> [Task details] The answer must be an exact copy of every entry.

[Collected data]
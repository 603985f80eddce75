//! Firestore error types.

use thiserror::Error;

/// Result type for Firestore operations.
pub type FirestoreResult<T> = Result<T, FirestoreError>;

/// Errors that can occur during Firestore operations.
#[derive(Debug, Error)]
pub enum FirestoreError {
    #[error("Authentication failed: {0}")]
    AuthError(String),

    #[error("Document not found: {0}")]
    NotFound(String),

    #[error("Document already exists: {0}")]
    AlreadyExists(String),

    #[error("Permission denied: {0}")]
    PermissionDenied(String),

    #[error("Request failed: {0}")]
    RequestFailed(String),

    #[error("Server error ({0}): {1}")]
    ServerError(u16, String),

    #[error("Invalid response: {0}")]
    InvalidResponse(String),

    #[error("Rate limited, retry after {0}ms")]
    RateLimited(u64),

    #[error("Network error: {0}")]
    Network(#[from] reqwest::Error),

    #[error("JSON error: {0}")]
    Json(#[from] serde_json::Error),
}

/// Backoff hint used when a 429 carries no usable Retry-After.
const DEFAULT_RATE_LIMIT_MS: u64 = 1000;

impl FirestoreError {
    pub fn auth_error(msg: impl Into<String>) -> Self {
        Self::AuthError(msg.into())
    }

    pub fn not_found(path: impl Into<String>) -> Self {
        Self::NotFound(path.into())
    }

    /// Map an HTTP status and body to an error.
    pub fn from_http_status(status: u16, message: impl Into<String>) -> Self {
        let message = message.into();
        match status {
            401 => Self::AuthError(message),
            403 => Self::PermissionDenied(message),
            404 => Self::NotFound(message),
            409 => Self::AlreadyExists(message),
            429 => Self::RateLimited(DEFAULT_RATE_LIMIT_MS),
            500..=599 => Self::ServerError(status, message),
            _ => Self::RequestFailed(message),
        }
    }

    /// HTTP status this error corresponds to, when known.
    pub fn http_status(&self) -> Option<u16> {
        match self {
            Self::AuthError(_) => Some(401),
            Self::PermissionDenied(_) => Some(403),
            Self::NotFound(_) => Some(404),
            Self::AlreadyExists(_) => Some(409),
            Self::RateLimited(_) => Some(429),
            Self::ServerError(status, _) => Some(*status),
            Self::Network(e) => e.status().map(|s| s.as_u16()),
            _ => None,
        }
    }

    /// Server-provided backoff, if any.
    pub fn retry_after_ms(&self) -> Option<u64> {
        match self {
            Self::RateLimited(ms) => Some(*ms),
            _ => None,
        }
    }

    /// Check if error is retryable.
    pub fn is_retryable(&self) -> bool {
        match self {
            Self::Network(e) => !e.is_decode(),
            Self::RateLimited(_) | Self::ServerError(..) => true,
            _ => false,
        }
    }
}

#[cfg(test)]
mod tests {
    use super::*;

    #[test]
    fn test_from_http_status_mapping() {
        assert!(matches!(FirestoreError::from_http_status(429, "slow down"), FirestoreError::RateLimited(_)));
        assert!(matches!(FirestoreError::from_http_status(503, "unavailable"), FirestoreError::ServerError(503, _)));
        assert!(matches!(FirestoreError::from_http_status(400, "bad"), FirestoreError::RequestFailed(_)));
        assert!(matches!(FirestoreError::from_http_status(404, "gone"), FirestoreError::NotFound(_)));
        assert!(matches!(FirestoreError::from_http_status(409, "dup"), FirestoreError::AlreadyExists(_)));
        assert!(matches!(FirestoreError::from_http_status(403, "no"), FirestoreError::PermissionDenied(_)));
    }

    #[test]
    fn test_retryability() {
        assert!(FirestoreError::from_http_status(500, "boom").is_retryable());
        assert!(FirestoreError::from_http_status(429, "slow down").is_retryable());
        assert!(!FirestoreError::from_http_status(400, "bad").is_retryable());
        assert!(!FirestoreError::from_http_status(409, "dup").is_retryable());
        assert!(!FirestoreError::auth_error("no creds").is_retryable());
    }

    #[test]
    fn test_http_status_and_retry_after() {
        assert_eq!(FirestoreError::RateLimited(2000).http_status(), Some(429));
        assert_eq!(FirestoreError::RateLimited(2000).retry_after_ms(), Some(2000));
        assert_eq!(FirestoreError::ServerError(502, "bad gateway".into()).http_status(), Some(502));
        assert_eq!(FirestoreError::ServerError(502, "bad gateway".into()).retry_after_ms(), None);
        assert_eq!(FirestoreError::InvalidResponse("x".into()).http_status(), None);
    }
}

> [Exercise result]
repository 603985f80eddce75
//! Firestore error types.

use thiserror::Error;

/// Result type for Firestore operations.
pub type FirestoreResult<T> = Result<T, FirestoreError>;

/// Errors that can occur during Firestore operations.
#[derive(Debug, Error)]
pub enum FirestoreError {
    #[error("Authentication failed: {0}")]
    AuthError(String),

    #[error("Document not found: {0}")]
    NotFound(String),

    #[error("Document already exists: {0}")]
    AlreadyExists(String),

    #[error("Permission denied: {0}")]
    PermissionDenied(String),

    #[error("Request failed: {0}")]
    RequestFailed(String),

    #[error("Server error ({0}): {1}")]
    ServerError(u16, String),

    #[error("Invalid response: {0}")]
    InvalidResponse(String),

    #[error("Rate limited, retry after {0}ms")]
    RateLimited(u64),

    #[error("Network error: {0}")]
    Network(#[from] reqwest::Error),

    #[error("JSON error: {0}")]
    Json(#[from] serde_json::Error),
}

/// Backoff hint used when a 429 carries no usable Retry-After.
const DEFAULT_RATE_LIMIT_MS: u64 = 1000;

impl FirestoreError {
    pub fn auth_error(msg: impl Into<String>) -> Self {
        Self::AuthError(msg.into())
    }

    pub fn not_found(path: impl Into<String>) -> Self {
        Self::NotFound(path.into())
    }

    /// Map an HTTP status and body to an error.
    pub fn from_http_status(status: u16, message: impl Into<String>) -> Self {
        let message = message.into();
        match status {
            401 => Self::AuthError(message),
            403 => Self::PermissionDenied(message),
            404 => Self::NotFound(message),
            409 => Self::AlreadyExists(message),
            429 => Self::RateLimited(DEFAULT_RATE_LIMIT_MS),
            500..=599 => Self::ServerError(status, message),
            _ => Self::RequestFailed(message),
        }
    }

    /// HTTP status this error corresponds to, when known.
    pub fn http_status(&self) -> Option<u16> {
        match self {
            Self::AuthError(_) => Some(401),
            Self::PermissionDenied(_) => Some(403),
            Self::NotFound(_) => Some(404),
            Self::AlreadyExists(_) => Some(409),
            Self::RateLimited(_) => Some(429),
            Self::ServerError(status, _) => Some(*status),
            Self::Network(e) => e.status().map(|s| s.as_u16()),
            _ => None,
        }
    }

    /// Server-provided backoff, if any.
    pub fn retry_after_ms(&self) -> Option<u64> {
        match self {
            Self::RateLimited(ms) => Some(*ms),
            _ => None,
        }
    }

    /// Check if error is retryable.
    pub fn is_retryable(&self) -> bool {
        match self {
            Self::Network(e) => !e.is_decode(),
            Self::RateLimited(_) | Self::ServerError(..) => true,
            _ => false,
        }
    }
}

#[cfg(test)]
mod tests {
    use super::*;

    #[test]
    fn test_from_http_status_mapping() {
        assert!(matches!(FirestoreError::from_http_status(429, "slow down"), FirestoreError::RateLimited(_)));
        assert!(matches!(FirestoreError::from_http_status(503, "unavailable"), FirestoreError::ServerError(503, _)));
        assert!(matches!(FirestoreError::from_http_status(400, "bad"), FirestoreError::RequestFailed(_)));
        assert!(matches!(FirestoreError::from_http_status(404, "gone"), FirestoreError::NotFound(_)));
        assert!(matches!(FirestoreError::from_http_status(409, "dup"), FirestoreError::AlreadyExists(_)));
        assert!(matches!(FirestoreError::from_http_status(403, "no"), FirestoreError::PermissionDenied(_)));
    }

    #[test]
    fn test_retryability() {
        assert!(FirestoreError::from_http_status(500, "boom").is_retryable());
        assert!(FirestoreError::from_http_status(429, "slow down").is_retryable());
        assert!(!FirestoreError::from_http_status(400, "bad").is_retryable());
        assert!(!FirestoreError::from_http_status(409, "dup").is_retryable());
        assert!(!FirestoreError::auth_error("no creds").is_retryable());
    }

    #[test]
    fn test_http_status_and_retry_after() {
        assert_eq!(FirestoreError::RateLimited(2000).http_status(), Some(429));
        assert_eq!(FirestoreError::RateLimited(2000).retry_after_ms(), Some(2000));
        assert_eq!(FirestoreError::ServerError(502, "bad gateway".into()).http_status(), Some(502));
        assert_eq!(FirestoreError::ServerError(502, "bad gateway".into()).retry_after_ms(), None);
        assert_eq!(FirestoreError::InvalidResponse("x".into()).http_status(), None);
    }
}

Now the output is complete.